Scientific classification
- Kingdom: Plantae
- Clade: Tracheophytes
- Clade: Angiosperms
- Clade: Eudicots
- Clade: Asterids
- Order: Asterales
- Family: Asteraceae
- Genus: Madia
- Species: M. glomerata
- Binomial name: Madia glomerata Hook.

= Madia glomerata =

- Genus: Madia
- Species: glomerata
- Authority: Hook.

Species of flowering plant

Madia glomerata is a species of flowering plant in the family Asteraceae known by the common name mountain tarweed.

==Description==
Madia glomerata grows in a wide variety of habitat types, including disturbed areas such as roadsides. It is an annual herb sometimes exceeding a meter in height, its stem branched or not and covered in foliage. It is hairy to bristly in texture, studded with stalked yellow resin glands, and strongly aromatic with an unpleasant scent. The rough-haired leaves are up to 10 centimeters long. The inflorescence is generally a cluster of glandular flower heads with black-tipped yellow disc florets and sometimes one or more tiny greenish or purplish yellow ray florets.
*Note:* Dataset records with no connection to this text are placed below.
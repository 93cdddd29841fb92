use proptest::prelude::*;

use glauth::databag::{decode, encode};
use glauth::ldap::{LdapProvider, ProviderRecord, RequirerRecord};
use glauth::model::Scope;
use glauth::testing::Harness;

fn provider_record() -> impl Strategy<Value = ProviderRecord> {
    let field = "[a-zA-Z0-9=,:/._-]{1,32}";

    (field, field, field, field, field, any::<bool>()).prop_map(
        |(url, base_dn, bind_dn, bind_password_secret, auth_method, starttls)| ProviderRecord {
            url,
            base_dn,
            bind_dn,
            bind_password_secret,
            auth_method,
            starttls,
        },
    )
}

proptest! {
    /// Whatever the provider publishes, the requirer reads back unchanged
    #[test]
    fn published_record_reads_back(record in provider_record()) {
        let harness = Harness::new("glauth-k8s", "identity");
        let id = harness.add_relation("ldap", "wiki");

        LdapProvider::new(&harness).publish(id, &record).unwrap();

        let databag = harness.relation_data(id, Scope::LocalApp);
        prop_assert_eq!(decode::<ProviderRecord>(&databag).unwrap(), Some(record));
    }

    #[test]
    fn requirer_record_reads_back(user in "[a-z][a-z0-9-]{0,30}", group in "[a-z][a-z0-9-]{0,30}") {
        let record = RequirerRecord { user, group };
        let databag = encode(&record).unwrap();

        prop_assert_eq!(decode::<RequirerRecord>(&databag).unwrap(), Some(record));
    }
}
//! Preconditions that hold a hook back
//!
//! A hook that can't make progress yet reports why through the unit status and returns. The
//! next hook, at the latest `update-status`, evaluates the conditions again.

use tracing::debug;

use crate::charm::GlauthCharm;
use crate::constants::{SERVER_CERT, SERVER_KEY};
use crate::directory::Directory;
use crate::error::CharmError;
use crate::model::{Backend, Status};
use crate::workload::Workload;

#[derive(Debug, Clone, Copy, PartialEq, Eq)]
pub enum Condition {
    ContainerNotConnected,
    IntegrationNotExists(&'static str),
    DatabaseNotReady,
    TlsCertificatesNotReady,
}

impl Condition {
    /// Why the condition holds, or `None` if it doesn't
    pub fn evaluate<B, W, D>(
        &self,
        charm: &GlauthCharm<B, W, D>,
    ) -> Result<Option<String>, CharmError>
    where
        B: Backend + ?Sized,
        W: Workload + ?Sized,
        D: Directory + ?Sized,
    {
        let holds = match self {
            Condition::ContainerNotConnected => !charm.workload().can_connect(),
            Condition::IntegrationNotExists(name) => {
                charm.backend().relation_ids(name)?.is_empty()
            }
            Condition::DatabaseNotReady => !charm.database().is_resource_created()?,
            Condition::TlsCertificatesNotReady => {
                let workload = charm.workload();

                charm.config().starttls_enabled
                    && !(workload.exists(SERVER_KEY)? && workload.exists(SERVER_CERT)?)
            }
        };

        Ok(if holds { Some(self.reason()) } else { None })
    }

    fn reason(&self) -> String {
        match self {
            Condition::ContainerNotConnected => "Container is not connected yet".into(),
            Condition::IntegrationNotExists(name) => format!("Missing integration {}", name),
            Condition::DatabaseNotReady => "Waiting for database creation".into(),
            Condition::TlsCertificatesNotReady => "Missing TLS certificate and private key".into(),
        }
    }
}

fn first_reason<B, W, D>(
    charm: &GlauthCharm<B, W, D>,
    conditions: &[Condition],
) -> Result<Option<String>, CharmError>
where
    B: Backend + ?Sized,
    W: Workload + ?Sized,
    D: Directory + ?Sized,
{
    for condition in conditions {
        if let Some(reason) = condition.evaluate(charm)? {
            debug!("{:?} holds: {}", condition, reason);
            return Ok(Some(reason));
        }
    }

    Ok(None)
}

/// Set a Blocked status for the first condition that holds
///
/// Returns true if the unit was blocked and the hook should stop.
pub fn block_when<B, W, D>(
    charm: &GlauthCharm<B, W, D>,
    conditions: &[Condition],
) -> Result<bool, CharmError>
where
    B: Backend + ?Sized,
    W: Workload + ?Sized,
    D: Directory + ?Sized,
{
    match first_reason(charm, conditions)? {
        Some(reason) => {
            charm.backend().status_set(&Status::Blocked(reason))?;
            Ok(true)
        }
        None => Ok(false),
    }
}

/// Like [`block_when`], with a Waiting status
pub fn wait_when<B, W, D>(
    charm: &GlauthCharm<B, W, D>,
    conditions: &[Condition],
) -> Result<bool, CharmError>
where
    B: Backend + ?Sized,
    W: Workload + ?Sized,
    D: Directory + ?Sized,
{
    match first_reason(charm, conditions)? {
        Some(reason) => {
            charm.backend().status_set(&Status::Waiting(reason))?;
            Ok(true)
        }
        None => Ok(false),
    }
}
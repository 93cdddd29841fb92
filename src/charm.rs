//! The GLAuth charm: hooks in, workload configuration and relation data out

use std::fmt;

use tracing::{debug, error, info, warn};

use crate::auxiliary::{AuxiliaryProvider, AuxiliaryRecord};
use crate::certificates::{CertificatePaths, CertificatesIntegration, CertificatesTransfer};
use crate::conditions::{block_when, wait_when, Condition};
use crate::config::CharmConfig;
use crate::constants::{
    AUXILIARY_INTEGRATION_NAME, CERTIFICATES_INTEGRATION_NAME,
    CERTIFICATES_TRANSFER_INTEGRATION_NAME, DATABASE_INTEGRATION_NAME, GLAUTH_CONFIG_FILE,
    GLAUTH_LDAP_PORT, LDAP_INTEGRATION_NAME, LOG_DIR, WORKLOAD_CONTAINER, WORKLOAD_SERVICE,
};
use crate::database::DatabaseRequirer;
use crate::directory::Directory;
use crate::error::CharmError;
use crate::glauth_config::{pebble_layer, ConfigFile, StartTlsConfig};
use crate::ldap::{
    LdapEvent, LdapProvider, ProviderBaseRecord, ProviderRecord, RequirerRecord,
    AUTH_METHOD_SIMPLE,
};
use crate::leadership::leader_only;
use crate::model::{Backend, RelationEvent, Status};
use crate::users::{BindAccount, UserStore};
use crate::workload::Workload;

/// The hooks this charm reacts to
#[derive(Debug, Clone, PartialEq, Eq)]
pub enum HookEvent {
    Install,
    ConfigChanged,
    Remove,
    PebbleReady,
    UpdateStatus,
    Database(RelationEvent),
    Ldap(RelationEvent),
    Certificates(RelationEvent),
    CertificatesTransfer(RelationEvent),
    Auxiliary(RelationEvent),
}

impl HookEvent {
    /// Map a hook name such as `hooks/ldap-relation-changed` to an event
    ///
    /// Relation hooks need the id of the relation they fire for.
    pub fn parse(hook: &str, relation_id: Option<u32>) -> Result<Self, CharmError> {
        let name = hook.rsplit('/').next().unwrap_or(hook);
        let unknown = || CharmError::UnknownHook(name.to_string());

        match name {
            "install" => return Ok(HookEvent::Install),
            "config-changed" => return Ok(HookEvent::ConfigChanged),
            "remove" => return Ok(HookEvent::Remove),
            "update-status" => return Ok(HookEvent::UpdateStatus),
            _ => {}
        }

        if name == format!("{}-pebble-ready", WORKLOAD_CONTAINER) {
            return Ok(HookEvent::PebbleReady);
        }

        let (endpoint, kind) = name.rsplit_once("-relation-").ok_or_else(unknown)?;
        let id = relation_id.ok_or_else(unknown)?;
        let event = match kind {
            "created" => RelationEvent::Created(id),
            "joined" => RelationEvent::Joined(id),
            "changed" => RelationEvent::Changed(id),
            "broken" => RelationEvent::Broken(id),
            _ => return Err(unknown()),
        };

        match (endpoint, &event) {
            (DATABASE_INTEGRATION_NAME, RelationEvent::Joined(_)) => Err(unknown()),
            (DATABASE_INTEGRATION_NAME, _) => Ok(HookEvent::Database(event)),
            (LDAP_INTEGRATION_NAME, RelationEvent::Changed(_))
            | (LDAP_INTEGRATION_NAME, RelationEvent::Broken(_)) => Ok(HookEvent::Ldap(event)),
            (CERTIFICATES_INTEGRATION_NAME, RelationEvent::Changed(_)) => {
                Ok(HookEvent::Certificates(event))
            }
            (CERTIFICATES_TRANSFER_INTEGRATION_NAME, RelationEvent::Joined(_)) => {
                Ok(HookEvent::CertificatesTransfer(event))
            }
            (AUXILIARY_INTEGRATION_NAME, RelationEvent::Created(_))
            | (AUXILIARY_INTEGRATION_NAME, RelationEvent::Changed(_)) => {
                Ok(HookEvent::Auxiliary(event))
            }
            _ => Err(unknown()),
        }
    }
}

impl fmt::Display for HookEvent {
    fn fmt(&self, f: &mut fmt::Formatter<'_>) -> fmt::Result {
        match self {
            HookEvent::Install => write!(f, "install"),
            HookEvent::ConfigChanged => write!(f, "config-changed"),
            HookEvent::Remove => write!(f, "remove"),
            HookEvent::PebbleReady => write!(f, "{}-pebble-ready", WORKLOAD_CONTAINER),
            HookEvent::UpdateStatus => write!(f, "update-status"),
            HookEvent::Database(event) => write!(f, "{} {:?}", DATABASE_INTEGRATION_NAME, event),
            HookEvent::Ldap(event) => write!(f, "{} {:?}", LDAP_INTEGRATION_NAME, event),
            HookEvent::Certificates(event) => {
                write!(f, "{} {:?}", CERTIFICATES_INTEGRATION_NAME, event)
            }
            HookEvent::CertificatesTransfer(event) => {
                write!(f, "{} {:?}", CERTIFICATES_TRANSFER_INTEGRATION_NAME, event)
            }
            HookEvent::Auxiliary(event) => write!(f, "{} {:?}", AUXILIARY_INTEGRATION_NAME, event),
        }
    }
}

pub struct GlauthCharm<'a, B, W, D>
where
    B: Backend + ?Sized,
    W: Workload + ?Sized,
    D: Directory + ?Sized,
{
    backend: &'a B,
    workload: &'a W,
    directory: &'a D,
    config: CharmConfig,
    cert_paths: CertificatePaths,
    refresh: Vec<String>,
}

impl<'a, B, W, D> GlauthCharm<'a, B, W, D>
where
    B: Backend + ?Sized,
    W: Workload + ?Sized,
    D: Directory + ?Sized,
{
    pub fn new(backend: &'a B, workload: &'a W, directory: &'a D, config: CharmConfig) -> Self {
        Self {
            backend,
            workload,
            directory,
            config,
            cert_paths: CertificatePaths::default(),
            refresh: vec!["update-ca-certificates".into(), "--fresh".into()],
        }
    }

    /// Stage certificates under `paths` and rebuild the trust store with `refresh`
    pub fn with_certificate_paths(mut self, paths: CertificatePaths, refresh: &[&str]) -> Self {
        self.cert_paths = paths;
        self.refresh = refresh.iter().map(|s| s.to_string()).collect();
        self
    }

    pub fn backend(&self) -> &B {
        self.backend
    }

    pub fn workload(&self) -> &W {
        self.workload
    }

    pub fn config(&self) -> &CharmConfig {
        &self.config
    }

    pub fn database(&self) -> DatabaseRequirer<'a, B> {
        DatabaseRequirer::new(self.backend)
    }

    pub fn certificates(&self) -> CertificatesIntegration<'a, B, W> {
        let refresh: Vec<&str> = self.refresh.iter().map(String::as_str).collect();
        CertificatesIntegration::new(self.backend, self.workload)
            .with_paths(self.cert_paths.clone(), &refresh)
    }

    fn ldap_provider(&self) -> LdapProvider<'a, B> {
        LdapProvider::new(self.backend)
    }

    fn ldap_url(&self) -> String {
        format!("ldap://{}:{}", self.config.hostname, GLAUTH_LDAP_PORT)
    }

    pub fn provider_base_record(&self) -> ProviderBaseRecord {
        ProviderBaseRecord {
            url: self.ldap_url(),
            base_dn: self.config.base_dn.clone(),
            starttls: self.config.starttls_enabled,
        }
    }

    pub fn provider_record(&self, account: &BindAccount) -> ProviderRecord {
        ProviderRecord {
            url: self.ldap_url(),
            base_dn: self.config.base_dn.clone(),
            bind_dn: account.bind_dn(&self.config.base_dn),
            bind_password_secret: account.password.clone(),
            auth_method: AUTH_METHOD_SIMPLE.into(),
            starttls: self.config.starttls_enabled,
        }
    }

    pub fn config_file(&self) -> Result<ConfigFile, CharmError> {
        Ok(ConfigFile {
            base_dn: Some(self.config.base_dn.clone()),
            database: Some(self.database().config()?),
            starttls: Some(StartTlsConfig::new(self.config.starttls_enabled)),
        })
    }

    pub fn handle(&self, event: &HookEvent) -> Result<(), CharmError> {
        debug!("Handling event: {}", event);

        match event {
            HookEvent::Install | HookEvent::UpdateStatus => self.update(),
            HookEvent::ConfigChanged => self.on_config_changed(),
            HookEvent::Remove => self.on_remove(),
            HookEvent::PebbleReady => self.on_pebble_ready(),
            HookEvent::Database(RelationEvent::Created(id)) => {
                self.database().on_relation_created(*id)
            }
            HookEvent::Database(RelationEvent::Changed(_)) => self.on_database_changed(),
            HookEvent::Database(_) => self.update(),
            HookEvent::Ldap(event) => match self.ldap_provider().handle(event)? {
                Some(LdapEvent::Requested {
                    relation_id,
                    app,
                    data,
                }) => self.on_ldap_requested(relation_id, app, data),
                _ => Ok(()),
            },
            HookEvent::Certificates(_) => self.on_cert_changed(),
            HookEvent::CertificatesTransfer(event) => {
                self.on_certificates_transfer_joined(event.relation_id())
            }
            HookEvent::Auxiliary(event) => {
                match AuxiliaryProvider::new(self.backend).handle(event)? {
                    Some(relation_id) => self.on_auxiliary_requested(relation_id),
                    None => Ok(()),
                }
            }
        }
    }

    /// Bring the workload in line with the current configuration and relations
    pub fn update(&self) -> Result<(), CharmError> {
        if block_when(
            self,
            &[
                Condition::IntegrationNotExists(DATABASE_INTEGRATION_NAME),
                Condition::IntegrationNotExists(CERTIFICATES_INTEGRATION_NAME),
            ],
        )? {
            return Ok(());
        }

        if wait_when(
            self,
            &[
                Condition::ContainerNotConnected,
                Condition::DatabaseNotReady,
                Condition::TlsCertificatesNotReady,
            ],
        )? {
            return Ok(());
        }

        self.backend
            .status_set(&Status::Maintenance("Configuring GLAuth container".into()))?;

        self.workload
            .push(GLAUTH_CONFIG_FILE, &self.config_file()?.render())?;
        self.workload.add_layer(WORKLOAD_CONTAINER, &pebble_layer())?;

        if let Err(err) = self.workload.restart(WORKLOAD_SERVICE) {
            error!("{}", err);
            return self.backend.status_set(&Status::Blocked(
                "Failed to restart the service, please check the logs".into(),
            ));
        }

        self.backend.status_set(&Status::Active)
    }

    /// Credentials for companion charms, `None` until the database is fully set up
    fn auxiliary_record(&self) -> Result<Option<AuxiliaryRecord>, CharmError> {
        Ok(AuxiliaryRecord::from_config(&self.database().config()?))
    }

    fn publish_auxiliary(&self, relation_id: Option<u32>) -> Result<(), CharmError> {
        match self.auxiliary_record()? {
            Some(record) => AuxiliaryProvider::new(self.backend).publish(relation_id, &record),
            None => {
                debug!("Database credentials are not complete, not publishing auxiliary data");
                Ok(())
            }
        }
    }

    fn on_database_changed(&self) -> Result<(), CharmError> {
        self.update()?;
        self.publish_auxiliary(None)
    }

    fn on_auxiliary_requested(&self, relation_id: u32) -> Result<(), CharmError> {
        if wait_when(self, &[Condition::DatabaseNotReady])? {
            return Ok(());
        }

        self.publish_auxiliary(Some(relation_id))
    }

    fn on_config_changed(&self) -> Result<(), CharmError> {
        self.update()?;
        self.ldap_provider().publish_all(&self.provider_base_record())
    }

    fn on_remove(&self) -> Result<(), CharmError> {
        leader_only(self.backend, || {
            if let Err(err) = self.workload.remove(GLAUTH_CONFIG_FILE) {
                debug!("Not removing {}: {}", GLAUTH_CONFIG_FILE, err);
            }
            Ok(())
        })
        .map(|_| ())
    }

    fn on_pebble_ready(&self) -> Result<(), CharmError> {
        if wait_when(self, &[Condition::ContainerNotConnected])? {
            return Ok(());
        }

        if !self.workload.exists(LOG_DIR)? {
            self.workload.make_dir(LOG_DIR)?;
            debug!("Created logging directory {}", LOG_DIR);
        }

        self.update()
    }

    fn on_ldap_requested(
        &self,
        relation_id: u32,
        app: Option<String>,
        data: Option<RequirerRecord>,
    ) -> Result<(), CharmError> {
        if wait_when(self, &[Condition::DatabaseNotReady])? {
            return Ok(());
        }

        let requirer = match data {
            Some(data) => data,
            None => {
                error!(
                    "The LDAP requirer {} does not provide necessary data.",
                    app.unwrap_or_default()
                );
                return Ok(());
            }
        };

        let user = match UserStore::new(self.backend).ensure_user(&requirer.user, &requirer.group)?
        {
            Some(user) => user,
            None => {
                warn!("No bind account for {} yet", requirer.user);
                return Ok(());
            }
        };

        self.directory
            .add_account(&self.database().config()?.dsn(), &user)?;

        info!("Publishing bind account {} on relation {}", user.name, relation_id);
        self.ldap_provider()
            .publish(relation_id, &self.provider_record(&user.bind_account()))
    }

    fn on_cert_changed(&self) -> Result<(), CharmError> {
        if wait_when(self, &[Condition::ContainerNotConnected])? {
            return Ok(());
        }

        let certificates = self.certificates();
        let data = certificates.cert_data()?;

        match certificates.update_certificates(&data) {
            Err(CharmError::CertificatesError(err)) => {
                error!("{}", err);
                return self.backend.status_set(&Status::Blocked(
                    "Failed to update the TLS certificates, please check the logs".into(),
                ));
            }
            other => other?,
        }

        self.update()?;
        CertificatesTransfer::new(self.backend).transfer_certificates(&data, None)
    }

    fn on_certificates_transfer_joined(&self, relation_id: u32) -> Result<(), CharmError> {
        let data = self.certificates().cert_data()?;

        if !data.is_ready() {
            info!(
                "Certificates are not ready, relation {} is served once they are",
                relation_id
            );
            return Ok(());
        }

        CertificatesTransfer::new(self.backend).transfer_certificates(&data, Some(relation_id))
    }
}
The fruit is a flat black achene with no pappus.

==Distribution and habitat==
Madia glomerata is the most widely distributed Madia, its native range covering much of western and northern North America from Alaska to the Southwestern United States, most of southern Canada and into the Great Lakes region. It grows in sagebrush plains and mountains.